Dolphin species that live together, do not necessarily compete for food A new molecular method reveals how different species of toothed whales compete for prey and which food they choose in each other's company. Marine scientists from NIOZ recently published their work in the scientific magazine Environmental Research.
Little is still known about the food and food search behaviour of toothed whales. What we know historically, is primarily derived from the stomach content of dead specimens. However, this makes it hard to actively study them in their natural habitat: you can't do more than wait for animals to wash ashore. Consequently, proper ecological research on how various species of sea mammals influence one another in their choice for food, is quite difficult, as you cannot observe the animals at the large depths at which they hunt.
Neither top predator nor overlap in food
For this problem, researchers of the Royal NIOZ, Netherlands Institute for Sear Research, found a solution. They used so-called stable nitrogen isotopes of amino acids in small pieces of skin tissue from living sperm whales, orca and eight dolphin species in the Southwestern part of the Atlantic Ocean, off the coast of Brazil.
"It was known that there were slight differences in food preference in for example fish or squid", says researcher Marcel van der Meer. "However, according to previous research, the rough-toothed dolphin Steno bredanensis was supposed to be the absolute top predator of the area, and that is unlikely. With our amino acid isotope research, we discovered that its trophic level is indeed significantly lower than previously determined."

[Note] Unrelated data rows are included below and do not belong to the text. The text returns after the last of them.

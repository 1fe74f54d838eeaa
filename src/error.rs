// Copyright 2026 Google LLC
//
// Licensed under the Apache License, Version 2.0 <LICENSE-APACHE or
// https://www.apache.org/licenses/LICENSE-2.0> or the MIT license
// <LICENSE-MIT or https://opensource.org/licenses/MIT>, at your
// option. This file may not be copied, modified, or distributed
// except according to those terms.

//! Errors returned by sampling runs.

use thiserror::Error;

/// Errors that can occur when configuring or running a sampling pipeline.
///
/// Configuration errors are always returned before any worker thread is
/// spawned.
#[derive(Debug, Error)]
pub enum Error {
    /// No stopping condition was given and the inputs aren't provably finite.
    #[error("provide at least one stopping condition")]
    MissingStoppingCondition,
    /// The time budget is zero.
    #[error("duration has to be > 0")]
    NonPositiveDuration,
    /// The sample count is zero.
    #[error("count has to be > 0")]
    NonPositiveCount,
    /// The memory fraction is outside of `[0, 1]`.
    #[error("memory fraction has to be between 0 and 1, got {0}")]
    MemoryFractionOutOfRange(f64),
    /// The output size limit isn't a positive number of megabytes.
    #[error("size limit has to be > 0 MB, got {0}")]
    NonPositiveSize(f64),
    /// The number of workers is neither positive nor the `-1` sentinel.
    #[error("number of workers has to be >= 1 or -1, got {0}")]
    InvalidWorkerCount(isize),
    /// Querying the available parallelism of the host failed.
    #[error("failed to query the available parallelism: {0}")]
    AvailableParallelism(#[source] std::io::Error),
    /// Worker threads can't be pinned to CPUs on this platform, but
    /// [`CpuPinningPolicy::Always`](crate::CpuPinningPolicy::Always) was
    /// requested.
    #[error("pinning threads to CPUs is not implemented on this platform")]
    CpuPinningUnsupported,
    /// A worker thread couldn't be pinned to its CPU.
    #[error("failed to pin worker thread #{0} to CPU #{0}: {1}")]
    CpuPinning(usize, #[source] std::io::Error),
    /// The operating system refused to spawn a thread.
    #[error("failed to spawn a thread: {0}")]
    Spawn(#[source] std::io::Error),
    /// Some worker threads panicked while sampling.
    #[error("{0} worker thread(s) panicked")]
    WorkerPanicked(usize),
    /// The aggregating thread terminated without publishing its result.
    #[error("folding process crashed")]
    FoldingCrashed,
}

/// Result type of sampling runs.
pub type Result<T> = std::result::Result<T, Error>;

Apart from that, the method used before, suggested great overlap in food of three of the dolphin species. Van der Meer "We now know that there isn't any overlap whatsoever. The short-beaked common dolphin Delphinus delphis, turns out to hunt at a different depth in shallow water, while the Atlantic spotted dolphin Stenella frontalis and the common bottlenose dolphin Tursiops truncatus hunt in waters up to depths of 500 meters. The latter two species, that thus feed at the same depth, have different prey. Apparently, the dolphin species have found a way to live together without competing for food.
Correcting for the noise
In this research project, first author Genyffer Troina (Federal University of Rio Grande, Brazil) visited the NIOZ on Texel to work on her samples with Marcel van der Meer and his colleague Philip Riekenberg. It is an improvement of more commonly used isotope analysis (see frame), however uses nitrogen in free amino acids instead of in the tissue as a whole. They use the nitrogen isotopes of the amino acid phenylalanine, a building block of every living cell that, after uptake by plant eaters, is passed through the food web almost unchanged up to the level of top predators.
Using the nitrogen isotope value of this amino acid, the scientists can, as it were, determine the base value of the nitrogen in the environment. That enables them to correct for the 'noise' that is caused by an unknown living environment in which researchers cannot measure the nitrogen value themselves. By comparing the base value with the value in the sea mammal they are studying, they are able to determine the trophic level of the species, meaning what its position is in taking up the amino acids. A plant would be level one, a top predator may be level 5.
Research with stable isotopes goes roughly like this. A small part of the atoms like nitrogen (N) that occur in every living cell, is a little bit heavier than the rest. As an animal ingests the nitrogen with its food, digestion (metabolism) separates the heavy atoms a tiny bit slower than the light ones, with the result that the heavy atoms are taken up into the body tissue of the animal more often than the light version. This pattern of uptake piles up: the higher an animal is in the food web, the more heavy N-atoms in its body tissue.
However, to be able to guarantee the accuracy of the method, you must know the isotope level of the original food. In marine environments, this value - most often of algae - is difficult to determine and may also vary a lot. The amino acid isotope method solves that problem.